▶ EXERCISE
Copy out exactly the line that contains "let cancel = app_state.shutdown.child_token();" and all lines following it to the end of the data.

▶ SOURCE MATERIAL
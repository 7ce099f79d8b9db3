use crate::{AppState, Error};

use axum::extract::{Path, State};
use axum::http::header;
use axum::response::IntoResponse;
use domain::error::{DomainErrorKind, Error as DomainError, InternalErrorKind};
use log::*;
use std::sync::Arc;

/// GET /logs/stream/{session_id}
///
/// Stream a provisioned log session as Server-Sent Events. Each chunk read
/// from the source is delivered as one `data:` event. The connection closes
/// on client disconnect, end of source, source failure, or shutdown, and
/// the session is evicted whichever way it ends; an unknown session ID
/// closes the stream without writing any frames.
#[utoipa::path(
    get,
    path = "/logs/stream/{session_id}",
    params(
        ("session_id" = String, Path, description = "Log session ID returned by provisioning"),
    ),
    responses(
        (status = 200, description = "An event stream of raw log chunks"),
        (status = 422, description = "Malformed session ID"),
    )
)]
pub async fn stream(
    State(app_state): State<AppState>,
    Path(session_id): Path<String>,
) -> Result<impl IntoResponse, Error> {
    debug!("GET log stream for session: {session_id}");

    if session_id.trim().is_empty() {
        return Err(Error::from(DomainError {
            source: None,
            error_kind: DomainErrorKind::Internal(InternalErrorKind::Invalid),
        }));
    }

    let cancel = app_state.shutdown.child_token();
    let sse =
        sse::forwarder::sse_response(Arc::clone(&app_state.session_registry), session_id, cancel);

    Ok((
        [
            (header::CONNECTION, "keep-alive"),
            (header::ACCESS_CONTROL_ALLOW_ORIGIN, "*"),
        ],
        sse,
    ))
}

▶ ANSWER SPACE
    let cancel = app_state.shutdown.child_token();
    let sse =
        sse::forwarder::sse_response(Arc::clone(&app_state.session_registry), session_id, cancel);

    Ok((
        [
            (header::CONNECTION, "keep-alive"),
            (header::ACCESS_CONTROL_ALLOW_ORIGIN, "*"),
        ],
        sse,
    ))
}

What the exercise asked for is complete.